» **WHAT YOU NEED TO DO**: Looking through the listing that follows, count the lines that contain "Deserialize" and give only that number.

——————————

//! Property-based tests for segment accounting
//!
//! Uses proptest to verify the index shape invariants hold across many
//! random file sizes and segment widths.

use proptest::prelude::*;
use rofs_dict::{segment, DictConfig, ImageSpace, SmallFileRegistry, SourceFile, BLOCK_SIZE};
use std::fs::File;
use std::io::Write;

proptest! {
    #![proptest_config(ProptestConfig::with_cases(32))]

    #[test]
    fn prop_index_width_is_ceil_of_size_over_segment(
        size in 0usize..200_000,
        seg_blocks in 1u32..8
    ) {
        let dir = tempfile::tempdir().unwrap();
        let space = ImageSpace::create(dir.path().join("image.rofs")).unwrap();
        let registry = SmallFileRegistry::new();
        let cfg = DictConfig {
            seg_blocks,
            capacity: 2048,
            ..Default::default()
        };

        let data: Vec<u8> = (0..size).map(|i| (i % 251) as u8).collect();
        let path = dir.path().join("file.bin");
        File::create(&path).unwrap().write_all(&data).unwrap();

        let mut file = File::open(&path).unwrap();
        let out = segment::generate(
            SourceFile { ino: 1, path: &path, size: size as u64, file: &mut file },
            &cfg,
            &registry,
            &space,
        )
        .unwrap();

        let segment_size = seg_blocks as u64 * BLOCK_SIZE;
        let expected = ((size as u64 + segment_size - 1) / segment_size) as usize;
        prop_assert_eq!(out.index.len(), expected);
        prop_assert!(out.segments <= expected);

        // Whatever trained landed on block boundaries, in order.
        let addrs: Vec<_> = out.index.iter().flatten().collect();
        prop_assert!(addrs.windows(2).all(|w| w[0] < w[1]));
    }

    #[test]
    fn prop_placed_items_are_never_replaced(
        size in 40_000usize..120_000,
        seg_blocks in 4u32..8
    ) {
        let dir = tempfile::tempdir().unwrap();
        let space = ImageSpace::create(dir.path().join("image.rofs")).unwrap();
        let registry = SmallFileRegistry::new();
        let cfg = DictConfig {
            seg_blocks,
            capacity: 2048,
            ..Default::default()
        };

        let mut data = Vec::with_capacity(size);
        let mut i = 0u64;
        while data.len() < size {
            data.extend_from_slice(format!("row {:08} col={:04}\n", i, i % 977).as_bytes());
            i += 1;
        }
        data.truncate(size);
        let path = dir.path().join("file.bin");
        File::create(&path).unwrap().write_all(&data).unwrap();

        let mut file = File::open(&path).unwrap();
        let out = segment::generate(
            SourceFile { ino: 1, path: &path, size: size as u64, file: &mut file },
            &cfg,
            &registry,
            &space,
        )
        .unwrap();

        // Each placed item carries exactly the address recorded in the index,
        // and a second placement attempt fails without changing it.
        for (idx, mut item) in out.items.into_iter().enumerate() {
            if let Some(addr) = out.index.get(idx) {
                prop_assert_eq!(item.block_addr(), Some(addr));
                prop_assert!(item.place(addr + 1).is_err());
                prop_assert_eq!(item.block_addr(), Some(addr));
            }
        }
    }
}
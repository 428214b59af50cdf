// Copyright 2026 PriceLens Contributors
// SPDX-License-Identifier: Apache-2.0

//! Renderer abstraction for browser-based page rendering.
//!
//! Defines the `Renderer` and `RenderContext` traits that abstract over
//! the browser engine (currently Chromium via chromiumoxide), and
//! [`fetch_html`], the bounded navigate → settle → read sequence every
//! extraction goes through.

pub mod chromium;

use anyhow::Result;
use async_trait::async_trait;
use serde::{Deserialize, Serialize};
use std::time::Duration;

/// Result of navigating to a URL.
#[derive(Debug, Clone, Serialize, Deserialize)]
pub struct NavigationResult {
    /// The final URL after any redirects.
    pub final_url: String,
    /// Time taken to load the page in milliseconds.
    pub load_time_ms: u64,
}

/// A browser engine that can create rendering contexts.
#[async_trait]
pub trait Renderer: Send + Sync {
    /// Create a new browser context (tab).
    async fn new_context(&self) -> Result<Box<dyn RenderContext>>;
    /// Shut down the browser engine.
    async fn shutdown(&self) -> Result<()>;
    /// Number of currently active contexts.
    fn active_contexts(&self) -> usize;
}

/// A single browser context (tab) for rendering pages.
#[async_trait]
pub trait RenderContext: Send + Sync {
    /// Navigate to a URL with a timeout.
    async fn navigate(&mut self, url: &str, timeout_ms: u64) -> Result<NavigationResult>;
    /// Get the full page HTML, after scripts have run.
    async fn get_html(&self) -> Result<String>;
    /// Close this context.
    async fn close(self: Box<Self>) -> Result<()>;
}

/// Marker error for a navigation that hit its deadline.
#[derive(thiserror::Error, Debug)]
#[error("navigation timed out after {0}ms")]
pub struct NavigationTimeout(pub u64);

/// A no-op renderer used when Chromium is unavailable.
///
/// Every fetch fails with [`FetchError::Browser`]; matching and recording
/// still work.
pub struct NoopRenderer;

#[async_trait]
impl Renderer for NoopRenderer {
    async fn new_context(&self) -> Result<Box<dyn RenderContext>> {
        Err(anyhow::anyhow!("browser not available"))
    }
    async fn shutdown(&self) -> Result<()> {
        Ok(())
    }
    fn active_contexts(&self) -> usize {
        0
    }
}

/// Timing budget for one page fetch.
#[derive(Debug, Clone, Copy, PartialEq, Eq, Serialize, Deserialize)]
pub struct FetchSettings {
    /// Navigation deadline.
    pub nav_timeout_ms: u64,
    /// Pause after navigation so late scripts can fill in prices.
    pub settle_ms: u64,
    /// Wall-clock bound on the whole sequence.
    pub hard_timeout_ms: u64,
}

impl Default for FetchSettings {
    fn default() -> Self {
        Self {
            nav_timeout_ms: 30_000,
            settle_ms: 2_000,
            hard_timeout_ms: 45_000,
        }
    }
}

#[derive(thiserror::Error, Debug)]
pub enum FetchError {
    #[error("fetching {url} timed out after {after_ms}ms")]
    Timeout { url: String, after_ms: u64 },

    #[error("navigation to {url} failed: {message}")]
    Navigation { url: String, message: String },

    #[error("browser unavailable: {0}")]
    Browser(String),
}

/// Render `url` and return the script-executed DOM as HTML.
///
/// Context creation, navigation, settle delay and HTML read all run under
/// `settings.hard_timeout_ms`. A timeout never yields partial HTML. Once a
/// context exists it is closed on every path, timeouts included.
pub async fn fetch_html(
    renderer: &dyn Renderer,
    url: &str,
    settings: &FetchSettings,
) -> Result<String, FetchError> {
    let deadline =
        tokio::time::Instant::now() + Duration::from_millis(settings.hard_timeout_ms);
    let timed_out = || FetchError::Timeout {
        url: url.to_string(),
        after_ms: settings.hard_timeout_ms,
    };

    let mut ctx = tokio::time::timeout_at(deadline, renderer.new_context())
        .await
        .map_err(|_| timed_out())?
        .map_err(|e| FetchError::Browser(format!("{e:#}")))?;

    let result = match tokio::time::timeout_at(deadline, render(ctx.as_mut(), url, settings)).await
    {
        Ok(result) => result,
        Err(_) => Err(timed_out()),
    };

    if let Err(e) = ctx.close().await {
        tracing::warn!("failed to close browser context: {e:#}");
    }
    result
}

async fn render(
    ctx: &mut dyn RenderContext,
    url: &str,
    settings: &FetchSettings,
) -> Result<String, FetchError> {
    let nav = ctx
        .navigate(url, settings.nav_timeout_ms)
        .await
        .map_err(|e| navigation_error(url, e))?;
    tracing::debug!(url, final_url = %nav.final_url, load_ms = nav.load_time_ms, "page loaded");

    if settings.settle_ms > 0 {
        tokio::time::sleep(Duration::from_millis(settings.settle_ms)).await;
    }

    ctx.get_html().await.map_err(|e| navigation_error(url, e))
}

fn navigation_error(url: &str, e: anyhow::Error) -> FetchError {
    match e.downcast_ref::<NavigationTimeout>() {
        Some(NavigationTimeout(ms)) => FetchError::Timeout {
            url: url.to_string(),
            after_ms: *ms,
        },
        None => FetchError::Navigation {
            url: url.to_string(),
            message: format!("{e:#}"),
        },
    }
}

#[cfg(test)]
mod tests {
    use super::*;
    use std::sync::atomic::{AtomicUsize, Ordering};
    use std::sync::Arc;

    struct SlowRenderer {
        nav_delay_ms: u64,
        closed: Arc<AtomicUsize>,
    }

    impl SlowRenderer {
        fn new(nav_delay_ms: u64) -> Self {
            Self {
                nav_delay_ms,
                closed: Arc::new(AtomicUsize::new(0)),
            }
        }
    }

    struct SlowContext {
        nav_delay_ms: u64,
        closed: Arc<AtomicUsize>,
    }

    #[async_trait]
    impl Renderer for SlowRenderer {
        async fn new_context(&self) -> Result<Box<dyn RenderContext>> {
            Ok(Box::new(SlowContext {
                nav_delay_ms: self.nav_delay_ms,
                closed: Arc::clone(&self.closed),
            }))
        }
        async fn shutdown(&self) -> Result<()> {
            Ok(())
        }
        fn active_contexts(&self) -> usize {
            0
        }
    }

    #[async_trait]
    impl RenderContext for SlowContext {
        async fn navigate(&mut self, url: &str, timeout_ms: u64) -> Result<NavigationResult> {
            if self.nav_delay_ms > timeout_ms {
                return Err(NavigationTimeout(timeout_ms).into());
            }
            tokio::time::sleep(Duration::from_millis(self.nav_delay_ms)).await;
            Ok(NavigationResult {
                final_url: url.to_string(),
                load_time_ms: self.nav_delay_ms,
            })
        }
        async fn get_html(&self) -> Result<String> {
            Ok("<html><body>ok</body></html>".into())
        }
        async fn close(self: Box<Self>) -> Result<()> {
            self.closed.fetch_add(1, Ordering::SeqCst);
            Ok(())
        }
    }

    fn fast() -> FetchSettings {
        FetchSettings {
            nav_timeout_ms: 1_000,
            settle_ms: 0,
            hard_timeout_ms: 2_000,
        }
    }

    #[tokio::test]
    async fn test_fetch_returns_html() {
        let renderer = SlowRenderer::new(1);
        let html = fetch_html(&renderer, "https://a.test/", &fast())
            .await
            .unwrap();
        assert!(html.contains("ok"));
        assert_eq!(renderer.closed.load(Ordering::SeqCst), 1);
    }

    #[tokio::test]
    async fn test_navigation_timeout_is_typed() {
        let renderer = SlowRenderer::new(5_000);
        let err = fetch_html(&renderer, "https://a.test/", &fast())
            .await
            .unwrap_err();
        assert!(matches!(err, FetchError::Timeout { after_ms: 1_000, .. }));
        assert_eq!(renderer.closed.load(Ordering::SeqCst), 1);
    }

    #[tokio::test]
    async fn test_hard_timeout_wraps_sequence() {
        let settings = FetchSettings {
            nav_timeout_ms: 10_000,
            settle_ms: 0,
            hard_timeout_ms: 20,
        };
        let renderer = SlowRenderer::new(500);
        let err = fetch_html(&renderer, "https://a.test/", &settings)
            .await
            .unwrap_err();
        assert!(matches!(err, FetchError::Timeout { after_ms: 20, .. }));
    }

    #[tokio::test]
    async fn test_context_closed_after_hard_timeout() {
        let settings = FetchSettings {
            nav_timeout_ms: 10_000,
            settle_ms: 0,
            hard_timeout_ms: 20,
        };
        let renderer = SlowRenderer::new(500);
        for _ in 0..3 {
            let err = fetch_html(&renderer, "https://a.test/", &settings)
                .await
                .unwrap_err();
            assert!(matches!(err, FetchError::Timeout { .. }));
        }
        assert_eq!(renderer.closed.load(Ordering::SeqCst), 3);
    }

    #[tokio::test]
    async fn test_noop_renderer_fails_fast() {
        let err = fetch_html(&NoopRenderer, "https://a.test/", &fast())
            .await
            .unwrap_err();
        assert!(matches!(err, FetchError::Browser(_)));
    }
}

——————————

» **RESPONSE BOX**: 3